Example output (pretty format):

Asymptotic MK Test Results:
  Asymptotic α: 0.5723 (95% CI: 0.4879 - 0.6567)
  Divergence: Dn=18828, Ds=49857
  Polymorphism: Pn=7843, Ps=25083
  Sites: Ln=42137.50, Ls=14752.83
  omega: 0.2189 (omega_a=0.1252, omega_na=0.0936)
    omega_a 95% CI:  (0.1068, 0.1437)
    omega_na 95% CI: (0.0751, 0.1119)
  Fit (exponential): α(x) = 0.6612 + (-0.4521) * exp(-3.214 * x)

The Alpha(x) Plot

The --plot-asymptotic option generates a visualization showing:

Scatter points: Observed α values at each frequency bin
Fitted curve: Exponential or linear fit
Horizontal band: Asymptotic α estimate with 95% CI
X-axis: Derived allele frequency
Y-axis: α(x)

This plot helps assess:

Whether α(x) increases with frequency (expected pattern)
The quality of the curve fit
How much deleterious polymorphism affects lower frequencies

Frequency Cutoffs

The --freq-cutoffs option controls which frequency bins are used for curve fitting:

# Fit using bins between 10% and 90% frequency (default)
mkado batch alignments/ -i sp1 -o sp2 -a --freq-cutoffs 0.1,0.9

# Stricter cutoffs for noisy data
mkado batch alignments/ -i sp1 -o sp2 -a --freq-cutoffs 0.2,0.8

This does not exclude polymorphisms from the total counts — it only affects which bins inform the curve fit.

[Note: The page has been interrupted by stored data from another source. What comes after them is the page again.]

//! Duration classification: stem scan, beam/flag counting, head-fill
//! voting, the OCR override, and the final decision table, plus
//! augmentation dots.

use crate::classifiers::OcrCategory;
use crate::image::GrayImage;
use crate::score::{Duration, Staff};

use super::constants::*;
use super::HeadCandidate;

/// Fill in `duration`, `dotted` and `stem_dir` for every candidate.
pub fn classify_durations(img: &GrayImage, staves: &[Staff], heads: &mut [HeadCandidate]) {
    for head in heads.iter_mut() {
        let staff = &staves[head.staff_index];
        classify_one(img, staff, head);
    }
}

fn classify_one(img: &GrayImage, staff: &Staff, head: &mut HeadCandidate) {
    let stem = scan_stem(img, staff, head);
    head.stem_dir = if stem.has_stem { stem.dir } else { 0 };

    let mut beam_count = if stem.has_stem {
        let beams = count_beams(img, staff, &stem);
        if beams > 0 {
            beams
        } else {
            count_flags(img, staff, head, &stem)
        }
    } else {
        0
    };

    let votes = fill_votes(img, staff, head);
    let mut filled = votes >= 2 || beam_count > 0;

    // OCR override: a split vote defers to the classifier; a confident
    // short-note reading recovers beams the scan missed.
    if let Some(reading) = head.ocr {
        if reading.category == OcrCategory::Note {
            if let Some(subtype) = reading.subtype {
                if (1..=2).contains(&votes) && beam_count == 0 {
                    filled = !matches!(subtype, Duration::Whole | Duration::Half);
                }
                if beam_count == 0 {
                    beam_count = match subtype {
                        Duration::Eighth => 1,
                        Duration::Sixteenth => 2,
                        Duration::ThirtySecond => 3,
                        _ => 0,
                    };
                    if beam_count > 0 {
                        filled = true;
                    }
                }
            }
        }
    }

    head.duration = match (stem.has_stem, filled, beam_count) {
        (false, false, _) => Duration::Whole,
        (false, true, _) => Duration::Quarter,
        (true, false, _) => Duration::Half,
        (true, true, 0) => Duration::Quarter,
        (true, true, 1) => Duration::Eighth,
        (true, true, 2) => Duration::Sixteenth,
        (true, true, _) => Duration::ThirtySecond,
    };

    head.dotted = has_augmentation_dot(img, staff, head);
}

// ═══════════════════════════════════════════════════════════════════════
// Stems
// ═══════════════════════════════════════════════════════════════════════

struct StemInfo {
    has_stem: bool,
    /// -1 stem up, +1 stem down.
    dir: i8,
    x: i64,
    tip_y: i64,
}

/// Probe columns at small offsets either side of the head center for
/// the longest continuous vertical ink run.
fn scan_stem(img: &GrayImage, staff: &Staff, head: &HeadCandidate) -> StemInfo {
    let s = staff.spacing();
    let min_offset = (STEM_PROBE_MIN_S * s) as i64;
    let max_offset = (STEM_PROBE_MAX_S * s) as i64;
    let cx = head.x as i64;
    let cy = head.y as i64;

    let mut best = StemInfo { has_stem: false, dir: 0, x: cx, tip_y: cy };
    let mut best_len = 0u32;
    for offset in min_offset..=max_offset {
        for side in [-1i64, 1] {
            let x = cx + side * offset;
            let up = directional_run(img, x, cy, -1, STEM_GAP_TOLERANCE);
            let down = directional_run(img, x, cy, 1, STEM_GAP_TOLERANCE);
            if up > best_len {
                best_len = up;
                best = StemInfo { has_stem: false, dir: -1, x, tip_y: cy - up as i64 };
            }
            if down > best_len {
                best_len = down;
                best = StemInfo { has_stem: false, dir: 1, x, tip_y: cy + down as i64 };
            }
        }
    }
    best.has_stem = best_len as f32 > STEM_MIN_LENGTH_S * s;
    best
}

/// Length of the ink run from (x, y) in direction `dir`, bridging up
/// to `gap_tolerance` bright pixels.
fn directional_run(img: &GrayImage, x: i64, y: i64, dir: i64, gap_tolerance: u32) -> u32 {
    let mut len = 0u32;
    let mut gap = 0u32;
    let mut dy = 0i64;
    loop {
        if img.is_dark(x, y + dir * dy) {
            len = dy as u32 + 1;
            gap = 0;
        } else {
            gap += 1;
            if gap > gap_tolerance {
                break;
            }
        }
        dy += 1;
    }
    len
}

// ═══════════════════════════════════════════════════════════════════════
// Beams and flags
// ═══════════════════════════════════════════════════════════════════════

/// Count full beams at the stem tip, extended by partial-beam hooks at
/// deeper levels.
fn count_beams(img: &GrayImage, staff: &Staff, stem: &StemInfo) -> u32 {
    let s = staff.spacing();
    let inward = -(stem.dir as i64); // from the tip back toward the head
    let full_run = BEAM_MIN_RUN_S * s;
    let hook_min = BEAM_HOOK_MIN_S * s;
    let hook_max = BEAM_HOOK_MAX_S * s;

    let mut runs = [0.0f32; 3];
    for (level, run) in runs.iter_mut().enumerate() {
        let level_y = stem.tip_y + inward * (level as f32 * BEAM_LEVEL_STEP_S * s) as i64;
        *run = beam_run_at(img, staff, stem.x, level_y).max(beam_run_at(
            img,
            staff,
            stem.x,
            level_y + inward,
        ));
    }

    let mut full = 0u32;
    while (full as usize) < 3 && runs[full as usize] > full_run {
        full += 1;
    }
    if full == 0 {
        return 0;
    }
    let mut extra = 0u32;
    for &run in runs.iter().skip(full as usize) {
        if run >= hook_min && run <= hook_max {
            extra += 1;
        }
    }
    full + extra
}

/// Longest horizontal run leaving the stem on either side, where a
/// column counts as ink if any row of the ±0.25 s band is dark. Staff
/// lines are themselves page-wide horizontal runs, so their rows are
/// excluded from the band.
fn beam_run_at(img: &GrayImage, staff: &Staff, stem_x: i64, level_y: i64) -> f32 {
    let band = (BEAM_BAND_S * staff.spacing()) as i64;
    let column_dark = |x: i64| {
        (-band..=band)
            .any(|dy| !super::is_line_row(staff, level_y + dy) && img.is_dark(x, level_y + dy))
    };

    let mut best = 0u32;
    for side in [-1i64, 1] {
        let mut run = 0u32;
        let mut gap = 0u32;
        let mut dx = 1i64;
        loop {
            if column_dark(stem_x + side * dx) {
                run = dx as u32;
                gap = 0;
            } else {
                gap += 1;
                if gap > STEM_GAP_TOLERANCE {
                    break;
                }
            }
            dx += 1;
        }
        best = best.max(run);
    }
    best as f32
}

/// Unbeamed short notes carry flags: filled zones on the far side of
/// the stem, starting at the tip and stepping inward. Staff-line rows
/// are excluded from the fill so in-staff stem tips don't read the
/// lines as flags.
fn count_flags(img: &GrayImage, staff: &Staff, head: &HeadCandidate, stem: &StemInfo) -> u32 {
    let s = staff.spacing();
    let zone_w = (FLAG_ZONE_W_S * s) as i64;
    let zone_h = (FLAG_ZONE_H_S * s) as i64;
    let inward = -(stem.dir as i64);
    // Side of the stem away from the head.
    let side = if stem.x >= head.x as i64 { 1i64 } else { -1 };

    let mut flags = 0u32;
    for zone in 0..3i64 {
        let y0 = stem.tip_y + inward * zone * zone_h;
        let y1 = y0 + inward * zone_h;
        let (y_lo, y_hi) = if y0 <= y1 { (y0, y1) } else { (y1, y0) };
        let (x_lo, x_hi) = if side > 0 {
            (stem.x + 1, stem.x + 1 + zone_w)
        } else {
            (stem.x - zone_w, stem.x)
        };

        let mut total = 0u32;
        let mut dark = 0u32;
        for y in y_lo..y_hi {
            if super::is_line_row(staff, y) {
                continue;
            }
            for x in x_lo..x_hi {
                total += 1;
                if img.is_dark(x, y) {
                    dark += 1;
                }
            }
        }
        if total > 0 && dark as f32 / total as f32 >= FLAG_MIN_FILL {
            flags += 1;
        }
    }
    flags
}

// ═══════════════════════════════════════════════════════════════════════
// Head fill
// ═══════════════════════════════════════════════════════════════════════

/// Three fill strategies vote on whether the head is solid; rows under
/// staff lines are excluded everywhere.
fn fill_votes(img: &GrayImage, staff: &Staff, head: &HeadCandidate) -> u32 {
    let s = staff.spacing();
    let r = 0.5 * s;
    let cx = head.x as i64;
    let cy = head.y as i64;

    let density_of = |points: &mut dyn Iterator<Item = (i64, i64)>| -> f32 {
        let mut total = 0u32;
        let mut dark = 0u32;
        for (x, y) in points {
            if super::is_line_row(staff, y) {
                continue;
            }
            total += 1;
            if img.is_dark(x, y) {
                dark += 1;
            }
        }
        if total == 0 {
            0.0
        } else {
            dark as f32 / total as f32
        }
    };

    let mut votes = 0u32;

    // Inner rectangle of half-radius 0.5 r.
    let half = (0.5 * r) as i64;
    let mut rect = (cy - half..=cy + half)
        .flat_map(|y| (cx - half..=cx + half).map(move |x| (x, y)));
    if density_of(&mut rect) > FILL_RECT_DENSITY {
        votes += 1;
    }

    // Cross through the center of radius 0.7 r.
    let arm = (0.7 * r) as i64;
    let mut cross = (cx - arm..=cx + arm)
        .map(|x| (x, cy))
        .chain((cy - arm..=cy + arm).map(|y| (cx, y)));
    if density_of(&mut cross) > FILL_CROSS_DENSITY {
        votes += 1;
    }

    // 3×3 patch at the centroid.
    let mut patch = (cy - 1..=cy + 1).flat_map(|y| (cx - 1..=cx + 1).map(move |x| (x, y)));
    if density_of(&mut patch) > FILL_PATCH_DENSITY {
        votes += 1;
    }

    votes
}

// ═══════════════════════════════════════════════════════════════════════
// Augmentation dots
// ═══════════════════════════════════════════════════════════════════════

/// A dense little circle to the right of the head, snapped to the
/// nearest space row.
fn has_augmentation_dot(img: &GrayImage, staff: &Staff, head: &HeadCandidate) -> bool {
    let s = staff.spacing();
    let h = staff.half_space();
    // Dots never sit on a line: a head on a line looks to the space
    // above it.
    let dot_y = if head.position % 2 == 0 {
        head.y as f32 - h
    } else {
        head.y as f32
    } as i64;

    let r = (DOT_RADIUS_S * s).max(2.0) as i64;
    let mut dx = (DOT_SCAN_MIN_S * s) as i64;
    let end = (DOT_SCAN_MAX_S * s) as i64;
    while dx <= end {
        let cx = head.x as i64 + dx;
        if img.region_density(cx - r, dot_y - r, cx + r + 1, dot_y + r + 1) > DOT_MIN_FILL {
            return true;
        }
        dx += 1;
    }
    false
}

#[cfg(test)]
mod tests {
    use super::*;
    use crate::classifiers::{read_ocr_output, OCR_CLASSES};
    use crate::omr::staff::detect_staves;
    use crate::omr::testutil::SheetPainter;
    use crate::omr::HeadCandidate;

    fn staff_page() -> SheetPainter {
        let mut page = SheetPainter::new(1000, 400);
        page.staff(150, 14);
        page
    }

    /// Head centered in the space at (400, 200) — position 1 on the
    /// staff whose detected lines are 151..207.
    fn head() -> HeadCandidate {
        HeadCandidate::new(400, 200, 0, 1)
    }

    fn classify(page: SheetPainter, candidate: HeadCandidate) -> HeadCandidate {
        let img = page.finish();
        let staves = detect_staves(&img).unwrap();
        let mut heads = vec![candidate];
        classify_durations(&img, &staves, &mut heads);
        heads.pop().unwrap()
    }

    #[test]
    fn hollow_head_without_stem_is_whole() {
        let mut page = staff_page();
        page.hollow_ellipse(400.0, 200.0, 7.7, 5.6, 4.9, 3.1);
        let head = classify(page, head());
        assert_eq!(head.duration, Duration::Whole);
        assert_eq!(head.stem_dir, 0);
        assert!(!head.dotted);
    }

    #[test]
    fn hollow_head_with_stem_is_half() {
        let mut page = staff_page();
        page.hollow_ellipse(400.0, 200.0, 7.7, 5.6, 4.9, 3.1);
        page.vline(406, 158, 201, 2);
        let head = classify(page, head());
        assert_eq!(head.duration, Duration::Half);
        assert_eq!(head.stem_dir, -1);
    }

    #[test]
    fn filled_head_with_stem_is_quarter() {
        let mut page = staff_page();
        page.filled_ellipse(400.0, 200.0, 7.5, 5.5);
        page.vline(406, 158, 201, 2);
        let head = classify(page, head());
        assert_eq!(head.duration, Duration::Quarter);
        assert_eq!(head.stem_dir, -1);
    }

    #[test]
    fn filled_head_without_stem_is_quarter() {
        let mut page = staff_page();
        page.filled_ellipse(400.0, 200.0, 7.5, 5.5);
        let head = classify(page, head());
        assert_eq!(head.duration, Duration::Quarter);
        assert_eq!(head.stem_dir, 0);
    }

    #[test]
    fn one_beam_makes_an_eighth() {
        let mut page = staff_page();
        page.filled_ellipse(400.0, 200.0, 7.5, 5.5);
        page.vline(406, 158, 201, 2);
        // Beam leaving the stem tip to the right. Thin enough that it
        // stays out of the next level's scan band.
        page.hline(408, 422, 158, 2);
        let head = classify(page, head());
        assert_eq!(head.duration, Duration::Eighth);
    }

    #[test]
    fn two_beams_make_a_sixteenth() {
        let mut page = staff_page();
        page.filled_ellipse(400.0, 200.0, 7.5, 5.5);
        page.vline(406, 158, 201, 2);
        page.hline(408, 422, 158, 2);
        page.hline(408, 422, 160, 2);
        let head = classify(page, head());
        assert_eq!(head.duration, Duration::Sixteenth);
    }

    #[test]
    fn flag_zone_makes_an_eighth() {
        let mut page = staff_page();
        page.filled_ellipse(400.0, 200.0, 7.5, 5.5);
        page.vline(406, 158, 201, 2);
        // A solid flag blob beside the tip, too short to read as a beam.
        page.rect(408, 158, 413, 172);
        let head = classify(page, head());
        assert_eq!(head.duration, Duration::Eighth);
    }

    #[test]
    fn down_stem_reports_positive_direction() {
        let mut page = staff_page();
        page.filled_ellipse(400.0, 200.0, 7.5, 5.5);
        page.vline(393, 200, 243, 2);
        let head = classify(page, head());
        assert_eq!(head.duration, Duration::Quarter);
        assert_eq!(head.stem_dir, 1);
    }

    #[test]
    fn dot_beside_the_head_marks_it_dotted() {
        let mut page = staff_page();
        page.filled_ellipse(400.0, 200.0, 7.5, 5.5);
        page.filled_ellipse(414.0, 200.0, 3.5, 3.5);
        let head = classify(page, head());
        assert_eq!(head.duration, Duration::Quarter);
        assert!(head.dotted);
    }

    #[test]
    fn ocr_subtype_recovers_missing_beams() {
        let mut page = staff_page();
        page.filled_ellipse(400.0, 200.0, 7.5, 5.5);
        page.vline(406, 158, 201, 2);
        let mut candidate = head();
        let mut logits = vec![0.0f32; OCR_CLASSES];
        logits[4] = 9.0; // sixteenth-note class
        candidate.ocr = Some(read_ocr_output(&logits));
        let head = classify(page, candidate);
        assert_eq!(head.duration, Duration::Sixteenth);
    }
}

Extreme frequency bins often have sparse data and can destabilize the fit.

Comparison with Other Methods

Method	Corrects for	Best used when
Standard α	Nothing	Quick assessment; comparing specific genes
Imputed MK	Weakly deleterious mutations (by imputation)	Gene-level analyses; maximizing power with limited data
α_TG	Sample size heterogeneity across genes	Multi-gene analysis with minimal deleterious load
Asymptotic α	Weakly deleterious mutations	Most genome-wide analyses (recommended default)

Typical pattern across methods:

Standard α is often negative due to excess Pn from deleterious mutations
α_TG is less biased by gene sample size but still affected by deleterious load
Asymptotic α is typically higher and positive, revealing adaptive substitutions

When to Use Asymptotic α

Use asymptotic α when:

Analyzing genome-wide or multi-gene data
Weakly deleterious mutations are a concern (most analyses)
You need the most accurate estimate of adaptive substitution rate
You have sufficient polymorphism data (hundreds of segregating sites)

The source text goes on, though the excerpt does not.